Yes, it was supposed to be closer in Detroit. But it wasn't and it might not be.
Yes, it was the fifth playoff blowout in a row. Two Game 7s, two Game 1s, then this. (Maybe Phoenix/Dallas later on Monday would be different. But it wasn't, and that series might not ever be.)
But you didn't, because, well, there might be some extracurriculars.
Yes, this is the only rivalry left in basketball, the only series with some history. But there's something missing, and that absence destroys any possibility of what might have been.
That's all we're talking about. Millions of dollars spent, days of negotiations, months of anticipation -- all for 96 minutes. Two games.
As the Pacers and Pistons face off in the Eastern Conference semis, everyone is focusing on the drama of Nov. 19, waiting for the next tech to lead to another jump-off, hoping that when the series gets to Indy, Antonio McDyess or Lindsey Hunter retaliates. But lost in the anticipation of ignorance is the history of this, the history that began long before that day just before Thanksgiving, a history that began the second Rick Carlisle was fired as the coach of the Detroit Pistons.
They couldn't get past this stage. Remember? That's where Detroit was. Carlisle's squad had everything necessary to beat the Nets, but couldn't do it. And even more than the Nets, the Pacers scared them.
Enter Joe Dumars and Larry Brown. The Pacers had a meltdown that year, 2003, after they started the season with the best record in the East before the All-Star break. The Pistons could see that in the future, they'd have to go through Indiana -- not Jersey -- to get to the Eastern Conference promised land.

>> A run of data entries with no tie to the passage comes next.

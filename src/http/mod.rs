use std::time::Duration;

use axum::Json;
use axum::Router;
use axum::extract::State;
use axum::http::Method;
use axum::http::StatusCode;
use axum::http::header::{ACCEPT, AUTHORIZATION, CONTENT_TYPE};
use axum::response::{IntoResponse, Response};
use axum::routing::get;
use serde::Serialize;
use tower_http::cors::{Any, CorsLayer};
use tower_http::trace::TraceLayer;
use tracing::{error, info};

use crate::polls::PollError;
use crate::state::AppState;

mod polls;

pub fn router(state: AppState) -> Router {
    assert!(
        state.start_time.elapsed() < Duration::from_secs(86_400),
        "Application uptime exceeds 24 hours before router creation"
    );

    // Poll widgets are embedded on other sites
    let cors = CorsLayer::new()
        .allow_origin(Any)
        .allow_methods([Method::GET, Method::POST, Method::DELETE, Method::OPTIONS])
        .allow_headers([ACCEPT, AUTHORIZATION, CONTENT_TYPE])
        .max_age(Duration::from_secs(3600));

    Router::new()
        .route("/health", get(health_live))
        .route("/health/ready", get(health_ready))
        .merge(polls::router())
        .layer(TraceLayer::new_for_http())
        .layer(cors)
        .with_state(state)
}

async fn health_live(State(state): State<AppState>) -> Result<Json<HealthResponse>, HttpError> {
    let uptime = state.start_time.elapsed().as_secs();
    let response = HealthResponse {
        status: "live",
        uptime_seconds: uptime,
    };
    Ok(Json(response))
}

async fn health_ready(State(state): State<AppState>) -> Result<Json<ReadyResponse>, HttpError> {
    state
        .database
        .ping()
        .await
        .map_err(|err| HttpError::new(StatusCode::SERVICE_UNAVAILABLE, err.to_string()))?;

    let response = ReadyResponse {
        status: "ready",
        polls_enabled: state.polls.is_poll_enabled(),
        cache_entries: CacheSummary {
            results: state.cache.results.entry_count(),
        },
    };
    Ok(Json(response))
}

#[derive(Debug, Serialize)]
struct HealthResponse {
    status: &'static str,
    uptime_seconds: u64,
}

#[derive(Debug, Serialize)]
struct ReadyResponse {
    status: &'static str,
    polls_enabled: bool,
    cache_entries: CacheSummary,
}

#[derive(Debug, Serialize)]
struct CacheSummary {
    results: u64,
}

#[derive(Debug)]
pub struct HttpError {
    status: StatusCode,
    message: String,
    redirect: Option<String>,
}

impl HttpError {
    pub fn new(status: StatusCode, message: String) -> Self {
        assert!(status != StatusCode::OK, "Error status cannot be 200");
        assert!(!message.is_empty(), "Error message cannot be empty");
        Self {
            status,
            message,
            redirect: None,
        }
    }

    pub fn message(&self) -> &str {
        &self.message
    }

    /// Tells form clients where to send the user after this failure.
    pub fn with_redirect(mut self, redirect: &str) -> Self {
        assert!(redirect.starts_with('/'), "Redirect must be a local path");
        self.redirect = Some(redirect.to_string());
        self
    }
}

impl From<PollError> for HttpError {
    fn from(err: PollError) -> Self {
        let status = match &err {
            PollError::NotFound { .. } => StatusCode::NOT_FOUND,
            PollError::Validation(_) => StatusCode::UNPROCESSABLE_ENTITY,
            PollError::AlreadyVoted { .. } => StatusCode::CONFLICT,
            PollError::OptionMismatch { .. } => StatusCode::BAD_REQUEST,
            PollError::Disabled => StatusCode::SERVICE_UNAVAILABLE,
            PollError::Persistence(cause) => {
                error!("Poll storage failure: {cause}");
                return HttpError::new(
                    StatusCode::INTERNAL_SERVER_ERROR,
                    "Poll storage is unavailable".to_string(),
                );
            }
        };
        HttpError::new(status, err.to_string())
    }
}

impl IntoResponse for HttpError {
    fn into_response(self) -> Response {
        info!("HTTP error: {}", self.message);
        let body = Json(ErrorBody {
            error: self.message,
            redirect: self.redirect,
        });
        (self.status, body).into_response()
    }
}

#[derive(Debug, Serialize)]
struct ErrorBody {
    error: String,
    #[serde(skip_serializing_if = "Option::is_none")]
    redirect: Option<String>,
}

So after televisions got tossed outside of locker rooms and players' family members got ill and bad luck met bad basketball and Larry Bird fired Isiah Thomas the minute he got top billing with Donnie Walsh ... after all that, Rick Carlisle got re-introduced to a spot on the Pacers' bench to make Dumars look like a fool.
This set the stage. Every sports analyst outside of Sopranoville picked the Pacers and the Pistons to battle one another in the ECF. This time last year, it happened and it lived up to the hype. It went six games, with the Pistons proving Rasheed Wallace was the difference.
To get there, where they need to be, the Pacers had to win two more games, and those two games had to be against the Pistons. In the playoffs. This year.
So they let their best player off the bench, Al Harrington, go in exchange for Stephen Jackson. He was to be the missing link, the player who was going to be the difference, the player who was going to win them those two games.
Everything was set -- the plan in effect mode like an Al B. Sure! album. Jackson was their Andrew Toney, the hired gun to quicksilver the sheriff.
Then a cup of beer got thrown ... and upset the setup, screwing up the greatest series the East would have seen since Ewing was missing game-winning jumpers in the lane against Jordan.
And this is when Ron Artest is missed the most.
Again, this is when Ron Artest is missed the most.
His suspension is not about the regular season. It's not about the damage it did to the Pacers through the first 82 games. It's not about this being Reggie Miller's last season. Ron Artest not being on the floor during this series is about the Pacers' yearlong struggle to get in position to win two more games than they did last year. Just two more games against the Pistons. No one else.